We leveraged Sentry tags to capture this additional information:

  • Before sending the exception to Sentry, we passed platform specific information via Sentry tags:
Sentry.setTag("client_or_server", "ssr");
Sentry.setTag("mweb_or_desktop", "mweb");
Sentry.setTag("logged_in", false);

This helped us to reproduce environment-specific issues.

  • To obtain a route-specific breakdown of our issues, we passed routes via tags:
Sentry.setTag("section", 
window.location.
pathname.split("/")[1]);

We were then able to get a route-wise breakdown of the issues. We could also filter or search issues by a certain tag value. This helped our prioritization (since some routes have a greater business impact than the others).

Tag-wise breakdown of an issue displayed on the Sentry UI (screenshot from sentry.io)
Tag-wise breakdown of an issue displayed on the Sentry UI (screenshot from sentry.io)


Search by tags (screenshot from sentry.io)
Search by tags (screenshot from sentry.io)

Passing API inputs & outputs with Sentry custom context

A lot of the issues our Sentry setup reported were API failures. These could be:

  • The frontend passing invalid input values - a frontend code side issue.
  • API erring even with valid inputs - an API (backend) side issue.

We needed to segregate the API failures into the two categories above. This was needed to identify where to fix the issue (frontend or backend). To achieve this, we captured the input and output for the failing API invocations. We leveraged Sentry context for the purpose:

Sentry.setContext("api-input-output", {
    args: sanitizeData(args),
    type: error?.method,
    error_code: error?.status_code,
    response_message: error?.text,
});

Reviewing the input and output for the failed API invocations helped us classify such issues into frontend and backend code issues. It also helped us assign the issues to the right stakeholder teams for quicker addressing.

Note: It is vital to anonymize this data to avoid leaking user-sensitive information to Sentry.

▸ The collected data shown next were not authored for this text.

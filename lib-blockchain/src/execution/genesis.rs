//! Genesis
//!
//! Builds the initial ledger from a `GenesisConfig`. The result depends
//! only on the config, so every node starting from the same config agrees
//! on block 0.
//!
//! # Initial Ledger
//!
//! ```text
//! miners, null, treasury, temp   reserved accounts, unsatisfiable or open authorities
//! initminer .. initminer20       witnesses signing with the init key;
//!                                initminer holds the supply minus the post fund
//! regent                         init key; vote weight is global, not an account balance
//! post reward fund               init_post_reward_balance
//! snapshot accounts              paid out of initminer's balance
//! ```

use tracing::info;

use super::errors::{ChainResult, EvalError};
use crate::config::GenesisConfig;
use crate::economics::curves::CurveId;
use crate::economics::witness_schedule::{reset_virtual_schedule_time, subsidy_params};
use crate::protocol::constants::{
    INIT_MINER_NAME, MAX_BLOCK_SIZE, MAX_VOTED_WITNESSES, MAX_WITNESSES, MINER_ACCOUNT, NULL_ACCOUNT,
    PERCENT_1, PERCENT_100, POST_REWARD_FUND_ID, REGENT_ACCOUNT, REWARD_CONSTANT, TEMP_ACCOUNT,
    TREASURY_ACCOUNT,
};
use crate::protocol::{AccountName, Asset, Authority, PublicKey, TimePointSec};
use crate::storage::objects::{Account, AccountAuthority, RewardFund, Witness, WitnessScheduleType};
use crate::storage::ChainState;

/// Name of the `i`th initial witness.
pub fn init_miner_name(i: usize) -> AccountName {
    if i == 0 {
        AccountName::from(INIT_MINER_NAME)
    } else {
        AccountName::from(format!("{INIT_MINER_NAME}{i}"))
    }
}

fn create_account(
    state: &mut ChainState,
    name: AccountName,
    memo_key: PublicKey,
    now: TimePointSec,
    owner: Authority,
    active: Authority,
    posting: Authority,
) -> ChainResult<()> {
    state.accounts.insert(Account::new(name.clone(), memo_key, now))?;
    state.account_authorities.insert(AccountAuthority {
        account: name,
        owner,
        active,
        posting,
        last_owner_update: TimePointSec::MINIMUM,
    })?;
    Ok(())
}

/// Populates an empty ledger. Hardforks due at genesis are applied with
/// block 1, not here.
pub fn init_genesis(state: &mut ChainState, genesis: &GenesisConfig) -> ChainResult<()> {
    let now = genesis.genesis_time();
    let init_key = genesis.init_witness_key()?;
    let init_auth = Authority::from_key(init_key);

    // Threshold 1 with no members: nobody can sign.
    let locked = Authority::new(1);
    for name in [MINER_ACCOUNT, NULL_ACCOUNT, TREASURY_ACCOUNT] {
        create_account(
            state,
            AccountName::from(name),
            PublicKey::NULL,
            now,
            locked.clone(),
            locked.clone(),
            locked.clone(),
        )?;
    }
    state
        .accounts
        .modify(TREASURY_ACCOUNT, |a| a.recovery_account = AccountName::from(TREASURY_ACCOUNT))?;
    // Threshold 0: anyone may act for temp, which only ever holds transients.
    create_account(
        state,
        AccountName::from(TEMP_ACCOUNT),
        PublicKey::NULL,
        now,
        Authority::new(0),
        Authority::new(0),
        locked.clone(),
    )?;

    let miner_balance = genesis.initial_supply - genesis.init_post_reward_balance;
    for i in 0..MAX_WITNESSES {
        let name = init_miner_name(i);
        create_account(
            state,
            name.clone(),
            init_key,
            now,
            init_auth.clone(),
            init_auth.clone(),
            init_auth.clone(),
        )?;
        if i == 0 {
            state
                .accounts
                .modify(&name, |a| a.balance = Asset::liquid(miner_balance))?;
        }
        let mut witness = Witness::new(name, init_key, now, now);
        witness.schedule = if i < MAX_VOTED_WITNESSES {
            WitnessScheduleType::Elected
        } else {
            WitnessScheduleType::Timeshare
        };
        state.witnesses.insert(witness)?;
    }

    create_account(
        state,
        AccountName::from(REGENT_ACCOUNT),
        init_key,
        now,
        init_auth.clone(),
        init_auth.clone(),
        init_auth,
    )?;

    let vesting_price = state.globals.vesting_share_price();
    let regent_shares = Asset::liquid(genesis.initial_supply / 2)
        .convert(&vesting_price)
        .map_err(EvalError::from)?;
    state.globals.modify(|g| {
        g.current_witness = AccountName::from(INIT_MINER_NAME);
        g.time = now;
        g.recent_slots_filled = u128::MAX;
        g.participation_count = 128;
        g.current_supply = Asset::liquid(genesis.initial_supply);
        g.maximum_block_size = MAX_BLOCK_SIZE;
        g.next_maintenance_time = now;
        g.last_budget_time = now;
        g.regent_init_vesting_shares = regent_shares;
        g.regent_vesting_shares = regent_shares;
        g.total_reward_fund_liquid = Asset::liquid(0);
    });

    state.hardforks.modify(|h| h.processed_hardforks = vec![now]);

    state.schedule.modify(|s| {
        s.current_shuffled_witnesses = vec![AccountName::from(INIT_MINER_NAME)];
        s.num_scheduled_witnesses = 1;
        let (global, per_witness) = subsidy_params(&s.median_props);
        s.account_subsidy_rd = global;
        s.account_subsidy_witness_rd = per_witness;
    });

    import_snapshot(state, genesis, now)?;

    reset_virtual_schedule_time(state)?;

    state.reward_funds.insert(RewardFund {
        id: POST_REWARD_FUND_ID,
        name: "post".into(),
        reward_balance: Asset::liquid(genesis.init_post_reward_balance),
        recent_claims: 0,
        last_update: now,
        content_constant: REWARD_CONSTANT,
        percent_curation_rewards: 50 * PERCENT_1,
        percent_content_rewards: PERCENT_100,
        author_reward_curve: CurveId::ConvergentLinear,
        curation_reward_curve: CurveId::ConvergentSquareRoot,
    })?;

    info!(
        supply = genesis.initial_supply,
        genesis_time = %now,
        witnesses = MAX_WITNESSES,
        snapshot_accounts = genesis.snapshot_accounts.len(),
        "genesis ledger created"
    );
    Ok(())
}

/// Creates the snapshot accounts and moves their balance and power out of
/// initminer, so the supply is unchanged.
fn import_snapshot(state: &mut ChainState, genesis: &GenesisConfig, now: TimePointSec) -> ChainResult<()> {
    if genesis.snapshot_accounts.is_empty() {
        return Ok(());
    }
    let price = state.globals.vesting_share_price();
    let mut total_balance = 0i64;
    let mut total_power = 0i64;
    let mut total_shares = 0i64;

    for raw in &genesis.snapshot_accounts {
        let parsed = raw.parsed()?;
        let name = AccountName::from(parsed.name.as_str());
        let shares = Asset::liquid(parsed.power).convert(&price).map_err(EvalError::from)?;
        create_account(
            state,
            name.clone(),
            parsed.memo_key,
            now,
            parsed.owner,
            parsed.active,
            parsed.posting,
        )?;
        state.accounts.modify(&name, |a| {
            a.balance = Asset::liquid(parsed.balance);
            a.vesting_shares = shares;
        })?;
        total_balance += parsed.balance;
        total_power += parsed.power;
        total_shares += shares.amount;
    }

    state.globals.modify(|g| {
        g.total_vesting_fund_liquid = Asset::liquid(total_power);
        g.total_vesting_shares = Asset::vests(total_shares);
    });
    state
        .accounts
        .modify(INIT_MINER_NAME, |a| a.balance.amount -= total_balance + total_power)?;
    info!(
        accounts = genesis.snapshot_accounts.len(),
        balance = total_balance,
        power = total_power,
        "snapshot imported"
    );
    Ok(())
}

#[cfg(test)]
mod tests {
    use super::*;
    use crate::config::SnapshotAccount;

    fn genesis() -> GenesisConfig {
        GenesisConfig::default()
            .with_init_witness_key(PublicKey([5u8; 32]))
            .with_initial_supply(1_000_000)
    }

    #[test]
    fn test_initial_supply_held_by_initminer() {
        let mut state = ChainState::new();
        let mut config = genesis();
        config.init_post_reward_balance = 1_000;
        init_genesis(&mut state, &config).unwrap();

        assert_eq!(state.account(INIT_MINER_NAME).unwrap().balance.amount, 999_000);
        assert_eq!(state.globals.current_supply.amount, 1_000_000);
        assert_eq!(
            state.reward_funds.get(&POST_REWARD_FUND_ID).unwrap().reward_balance.amount,
            1_000
        );
        assert_eq!(state.witnesses.len(), MAX_WITNESSES);
        assert_eq!(state.witness("initminer20").unwrap().schedule, WitnessScheduleType::Timeshare);
        assert_eq!(state.schedule.current_shuffled_witnesses, vec![init_miner_name(0)]);
        assert_eq!(state.hardforks.processed_hardforks, vec![config.genesis_time()]);
        assert_eq!(state.head_block_num(), 0);
    }

    #[test]
    fn test_snapshot_accounts_are_funded_from_initminer() {
        let key = PublicKey([6u8; 32]).to_string();
        let config = genesis().with_snapshot_account(SnapshotAccount {
            name: "imported".into(),
            owner_key: key.clone(),
            active_key: key.clone(),
            posting_key: key.clone(),
            memo_key: key,
            balance: 10,
            power: 20,
        });
        let mut state = ChainState::new();
        init_genesis(&mut state, &config).unwrap();

        let imported = state.account("imported").unwrap();
        assert_eq!(imported.balance.amount, 10);
        assert!(imported.vesting_shares.amount > 0);
        assert_eq!(state.globals.total_vesting_fund_liquid.amount, 20);
        assert_eq!(state.globals.total_vesting_shares, imported.vesting_shares);
        assert_eq!(state.account(INIT_MINER_NAME).unwrap().balance.amount, 1_000_000 - 30);
    }

    #[test]
    fn test_same_config_same_ledger() {
        let mut a = ChainState::new();
        let mut b = ChainState::new();
        init_genesis(&mut a, &genesis()).unwrap();
        init_genesis(&mut b, &genesis()).unwrap();
        assert!(a.same_contents(&b));
    }
}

Passing git release information for future identification of issues

Near the end of our exercise, we had reduced the Sentry error-rate by 80%. At this point, we wanted to make sure to not leak new issues in the future.

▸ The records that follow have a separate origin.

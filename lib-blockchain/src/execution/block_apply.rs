//! Block Application
//!
//! Applies one block on top of the current head through an `ApplyContext`.
//! The caller opens the block's undo session and undoes it on any error, so
//! a failed block leaves no trace.
//!
//! # Execution Order
//!
//! ```text
//! pre_apply_block
//! genesis hardforks            (block 1 only)
//! merkle root                  (skip: MERKLE_CHECK)
//! header: previous, timestamp, signature, scheduled witness
//! block size                   (skip: BLOCK_SIZE_CHECK)
//! current_witness = producer
//! header extensions
//! producer runs the current hardfork
//! transactions, in order
//! update_global_dynamic_data
//! update_signing_witness
//! update_last_irreversible_block
//! create_block_summary
//! clear_expired_transactions
//! clear_expired_delegations
//! update_witness_schedule
//! clear_null_account_balance
//! process_funds
//! process_comment_cashout
//! process_vesting_withdrawals
//! process_savings_withdraws
//! process_subsidized_accounts
//! account_recovery_processing
//! expire_escrow_ratification
//! process_decline_voting_rights
//! process_proposals
//! process_regent_account
//! process_hardforks
//! post_apply_block
//! ```
//!
//! Later steps read aggregates written by earlier ones; the order is
//! consensus.
//!
//! Moving irreversible blocks to the block log and committing undo history
//! happen in `Chain`, after this returns.

use std::sync::Arc;

use tracing::{debug, info, warn};

use super::context::ApplyContext;
use super::errors::{BlockApplyError, BlockApplyResult, EvalError};
use super::skip_flags::SkipFlags;
use super::tx_apply::apply_transaction;
use crate::economics::{cashout, hardforks, inflation, proposals, supply, sweeps, vesting, witness_schedule};
use crate::events::{BlockNotification, ChainEvent};
use crate::protocol::constants::{
    BLOCK_SUMMARY_RING_SIZE, IRREVERSIBLE_THRESHOLD, MIN_BLOCK_SIZE, NUM_HARDFORKS, PERCENT_100,
};
use crate::protocol::{BlockHeaderExtension, BlockId, Checksum, SignedBlock};
use crate::storage::objects::BlockSummary;

/// Blocks of the live network whose header root does not match the
/// transactions they carry, with the root that was computed for them at
/// the time. Replay must accept exactly these.
const MERKLE_ROOT_OVERRIDES: &[(u32, &str)] = &[];

fn merkle_override(block_num: u32) -> Option<Checksum> {
    MERKLE_ROOT_OVERRIDES
        .iter()
        .find(|(num, _)| *num == block_num)
        .and_then(|(_, root)| root.parse().ok())
}

fn step(name: &'static str) -> impl FnOnce(EvalError) -> BlockApplyError {
    move |source| BlockApplyError::Processing { step: name, source }
}

/// Applies `block`, whose id is `block_id`, on top of the head.
pub fn apply_block(
    ctx: &mut ApplyContext<'_>,
    block: &Arc<SignedBlock>,
    block_id: BlockId,
    max_undo_history: u32,
) -> BlockApplyResult<()> {
    let block_num = block.block_num();
    let note = BlockNotification {
        block_id,
        block_num,
        block: Arc::clone(block),
    };
    ctx.emit(&ChainEvent::PreApplyBlock(note.clone()))?;

    ctx.block_num = block_num;
    ctx.trx_in_block = None;
    ctx.op_in_trx = 0;
    ctx.virtual_op = 0;

    if block_num == 1 {
        apply_genesis_hardforks(ctx, block)?;
    }

    if !ctx.skips(SkipFlags::MERKLE_CHECK) {
        let computed = block.calculate_merkle_root();
        let declared = block.header().transaction_merkle_root;
        if declared != computed && merkle_override(block_num) != Some(computed) {
            return Err(BlockApplyError::MerkleMismatch {
                block_num,
                expected: declared,
                actual: computed,
            });
        }
    }

    validate_block_header(ctx, block)?;

    let size = block.packed_size();
    if !ctx.skips(SkipFlags::BLOCK_SIZE_CHECK) {
        let max = ctx.state.globals.maximum_block_size as usize;
        if size > max {
            return Err(BlockApplyError::BlockTooLarge { size, max });
        }
    }
    if size < MIN_BLOCK_SIZE {
        warn!(block_num, size, min = MIN_BLOCK_SIZE, "block size is below the minimum");
    }

    let producer = block.witness().clone();
    ctx.state.globals.modify(|g| g.current_witness = producer.clone());

    process_header_extensions(ctx, block)?;

    {
        let witness = ctx.state.witness(&producer)?;
        let current = ctx.state.hardforks.current_hardfork_version;
        if current > witness.running_version {
            return Err(BlockApplyError::StaleRunningVersion {
                witness: producer.clone(),
                running: witness.running_version.to_string(),
                required: current.to_string(),
            });
        }
    }

    for (index, trx) in block.transactions.iter().enumerate() {
        ctx.trx_in_block = Some(index as u32);
        apply_transaction(ctx, trx).map_err(|source| BlockApplyError::Transaction {
            index,
            trx_id: trx.id(),
            source,
        })?;
    }
    ctx.trx_in_block = None;
    ctx.op_in_trx = 0;
    ctx.virtual_op = 0;

    update_global_dynamic_data(ctx, block, block_id, max_undo_history)?;
    update_signing_witness(ctx, block)?;
    update_last_irreversible_block(ctx)?;
    create_block_summary(ctx, block_num, block_id)?;
    sweeps::clear_expired_transactions(ctx).map_err(step("clear_expired_transactions"))?;
    sweeps::clear_expired_delegations(ctx).map_err(step("clear_expired_delegations"))?;

    witness_schedule::update_witness_schedule(ctx).map_err(step("update_witness_schedule"))?;

    supply::clear_null_account_balance(ctx).map_err(step("clear_null_account_balance"))?;
    inflation::process_funds(ctx).map_err(step("process_funds"))?;
    cashout::process_comment_cashout(ctx).map_err(step("process_comment_cashout"))?;
    vesting::process_vesting_withdrawals(ctx).map_err(step("process_vesting_withdrawals"))?;
    sweeps::process_savings_withdraws(ctx).map_err(step("process_savings_withdraws"))?;
    sweeps::process_subsidized_accounts(ctx).map_err(step("process_subsidized_accounts"))?;

    sweeps::account_recovery_processing(ctx).map_err(step("account_recovery_processing"))?;
    sweeps::expire_escrow_ratification(ctx).map_err(step("expire_escrow_ratification"))?;
    sweeps::process_decline_voting_rights(ctx).map_err(step("process_decline_voting_rights"))?;
    proposals::process_proposals(ctx).map_err(step("process_proposals"))?;

    vesting::process_regent_account(ctx).map_err(step("process_regent_account"))?;

    hardforks::process_hardforks(ctx)?;

    ctx.emit(&ChainEvent::PostApplyBlock(note))?;
    debug!(block_num, witness = %producer, trxs = block.transactions.len(), "block applied");
    Ok(())
}

/// On the first block, activates every hardfork whose configured time is
/// not after the block, so a new chain can start at any point in history.
fn apply_genesis_hardforks(ctx: &mut ApplyContext<'_>, block: &SignedBlock) -> BlockApplyResult<()> {
    let mut n = 0;
    while n < NUM_HARDFORKS && ctx.hardforks.time(n + 1) <= block.timestamp() {
        n += 1;
    }
    if n == 0 {
        return Ok(());
    }
    info!(hardforks = n, "processing genesis hardforks");
    hardforks::set_hardfork(ctx, n, true)?;

    let version = ctx.hardforks.version(n);
    let time = ctx.hardforks.time(n);
    for owner in ctx.state.witnesses.keys() {
        ctx.state.witnesses.modify(&owner, |w| {
            w.running_version = version.as_version();
            w.hardfork_version_vote = version;
            w.hardfork_time_vote = time;
        })?;
    }
    Ok(())
}

/// Linkage, time, signature and schedule checks.
fn validate_block_header(ctx: &ApplyContext<'_>, block: &SignedBlock) -> BlockApplyResult<()> {
    let block_num = block.block_num();
    let globals = ctx.state.globals.get();
    if block.previous() != globals.head_block_id {
        return Err(BlockApplyError::WrongPrevious {
            block_num,
            expected: globals.head_block_id,
            actual: block.previous(),
        });
    }
    if block.timestamp() <= globals.time {
        return Err(BlockApplyError::TimestampNotIncreasing {
            block_num,
            timestamp: block.timestamp(),
            head_time: globals.time,
        });
    }

    let witness = ctx
        .state
        .witnesses
        .get(block.witness())
        .ok_or_else(|| BlockApplyError::UnknownWitness {
            block_num,
            witness: block.witness().clone(),
        })?;

    if !ctx.skips(SkipFlags::WITNESS_SIGNATURE) && !block.signed_header.validate_signee(&witness.signing_key) {
        return Err(BlockApplyError::BadWitnessSignature {
            block_num,
            witness: witness.owner.clone(),
        });
    }

    if !ctx.skips(SkipFlags::WITNESS_SCHEDULE_CHECK) {
        let slot = witness_schedule::get_slot_at_time(ctx.state, block.timestamp());
        if slot == 0 {
            return Err(BlockApplyError::TimestampNotIncreasing {
                block_num,
                timestamp: block.timestamp(),
                head_time: globals.time,
            });
        }
        let scheduled = witness_schedule::get_scheduled_witness(ctx.state, slot);
        if witness.owner != scheduled {
            return Err(BlockApplyError::WrongScheduledWitness {
                block_num,
                expected: scheduled,
                actual: witness.owner.clone(),
            });
        }
    }
    Ok(())
}

/// Records the producer's reported version and hardfork vote.
fn process_header_extensions(ctx: &mut ApplyContext<'_>, block: &SignedBlock) -> BlockApplyResult<()> {
    let owner = block.witness();
    for extension in &block.header().extensions {
        match extension {
            BlockHeaderExtension::Version(reported) => {
                if ctx.state.witness(owner)?.running_version != *reported {
                    ctx.state.witnesses.modify(owner, |w| w.running_version = *reported)?;
                }
            }
            BlockHeaderExtension::HardforkVersionVote { hf_version, hf_time } => {
                let w = ctx.state.witness(owner)?;
                if w.hardfork_version_vote != *hf_version || w.hardfork_time_vote != *hf_time {
                    ctx.state.witnesses.modify(owner, |w| {
                        w.hardfork_version_vote = *hf_version;
                        w.hardfork_time_vote = *hf_time;
                    })?;
                }
            }
        }
    }
    Ok(())
}

/// Missed slots, participation, head pointers and the undo history bound.
fn update_global_dynamic_data(
    ctx: &mut ApplyContext<'_>,
    block: &SignedBlock,
    block_id: BlockId,
    max_undo_history: u32,
) -> BlockApplyResult<()> {
    let mut missed_blocks = 0u32;
    if ctx.head_block_num() != 0 {
        missed_blocks = witness_schedule::get_slot_at_time(ctx.state, block.timestamp()).saturating_sub(1);
        for i in 0..missed_blocks {
            let missed = witness_schedule::get_scheduled_witness(ctx.state, i + 1);
            if missed != *block.witness() && ctx.state.witnesses.contains(&missed) {
                ctx.state.witnesses.modify(&missed, |w| w.total_missed += 1)?;
            }
        }
        if missed_blocks > 0 {
            debug!(block_num = block.block_num(), missed_blocks, "witnesses missed their slots");
        }
    }

    let block_num = block.block_num();
    let timestamp = block.timestamp();
    ctx.state.globals.modify(|g| {
        for i in 0..=missed_blocks {
            if g.recent_slots_filled & (1u128 << 127) != 0 {
                g.participation_count -= 1;
            }
            g.recent_slots_filled = (g.recent_slots_filled << 1) + u128::from(i == 0);
            if i == 0 {
                g.participation_count += 1;
            }
        }
        g.head_block_number = block_num;
        g.head_block_id = block_id;
        g.time = timestamp;
        g.current_aslot += missed_blocks as u64 + 1;
    });

    if !ctx.skips(SkipFlags::UNDO_HISTORY_CHECK) {
        let globals = ctx.state.globals.get();
        if globals.head_block_number - globals.last_irreversible_block_num >= max_undo_history {
            return Err(BlockApplyError::UndoHistoryExhausted {
                head: globals.head_block_number,
                last_irreversible: globals.last_irreversible_block_num,
            });
        }
    }
    Ok(())
}

fn update_signing_witness(ctx: &mut ApplyContext<'_>, block: &SignedBlock) -> BlockApplyResult<()> {
    // Head time already moved to this block, so its own slot is 0 here.
    let aslot = ctx.state.globals.current_aslot;
    let block_num = block.block_num();
    ctx.state.witnesses.modify(block.witness(), |w| {
        w.last_aslot = aslot;
        w.last_confirmed_block_num = block_num;
    })?;
    Ok(())
}

/// Advances the last irreversible block to the block confirmed by
/// `IRREVERSIBLE_THRESHOLD` of the scheduled witnesses, notifying each newly
/// irreversible block number.
fn update_last_irreversible_block(ctx: &mut ApplyContext<'_>) -> BlockApplyResult<()> {
    let old = ctx.state.globals.last_irreversible_block_num;
    let mut confirmed: Vec<u32> = Vec::new();
    for owner in &ctx.state.schedule.current_shuffled_witnesses {
        if let Some(w) = ctx.state.witnesses.get(owner) {
            confirmed.push(w.last_confirmed_block_num);
        }
    }
    if confirmed.is_empty() {
        return Ok(());
    }
    confirmed.sort_unstable();
    let offset = (PERCENT_100 as u32 - IRREVERSIBLE_THRESHOLD) as usize * confirmed.len() / PERCENT_100 as usize;
    let candidate = confirmed[offset];
    if candidate <= old {
        return Ok(());
    }

    ctx.state.globals.modify(|g| g.last_irreversible_block_num = candidate);
    for num in old + 1..=candidate {
        ctx.emit(&ChainEvent::IrreversibleBlock(num))?;
    }
    debug!(last_irreversible = candidate, previous = old, "irreversible block advanced");
    Ok(())
}

fn create_block_summary(ctx: &mut ApplyContext<'_>, block_num: u32, block_id: BlockId) -> BlockApplyResult<()> {
    let slot = (block_num % BLOCK_SUMMARY_RING_SIZE) as u16;
    if ctx.state.block_summaries.contains(&slot) {
        ctx.state.block_summaries.modify(&slot, |s| s.block_id = block_id)?;
    } else {
        ctx.state.block_summaries.insert(BlockSummary { slot, block_id })?;
    }
    Ok(())
}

To achieve this, we passed release information to Sentry. We used git-revision-webpack-plugin to gather git release information during the build (we were using webpack for our frontend build). We then passed this information to Sentry when initializing it:

Sentry.init({
  release: __FRONTEND_GIT_VER__,
});

Once we set up the release as above, Sentry maintains a very helpful firstRelease tag for every event. This allows us to:

  • Narrow down the release that introduced an event.
  • Maintain a quality check via the number of new events introduced over a period.

We are hoping this will be helpful in keeping things sane on the Sentry issues front in the future.

Sentry's release view (screenshot from sentry.io)
Sentry's release view (screenshot from sentry.io)

It is also helpful to set up an alert that triggers when a release results in new issues that haven’t been encountered in the earlier releases.

Conclusion

Getting the Sentry setup right is an iterative process which has to be built incrementally. For us, it took us nearly 6 weeks to transform Sentry’s data deluge into a well-steered system that would keep our production issues in check.

And, as we went about gradually improving our Sentry setup, we also fixed the identified issues. We remained data-driven to ensure effectiveness of the exercise amidst the data deluge. This helped us reduce our error-rate by 80% in the same 6 weeks duration.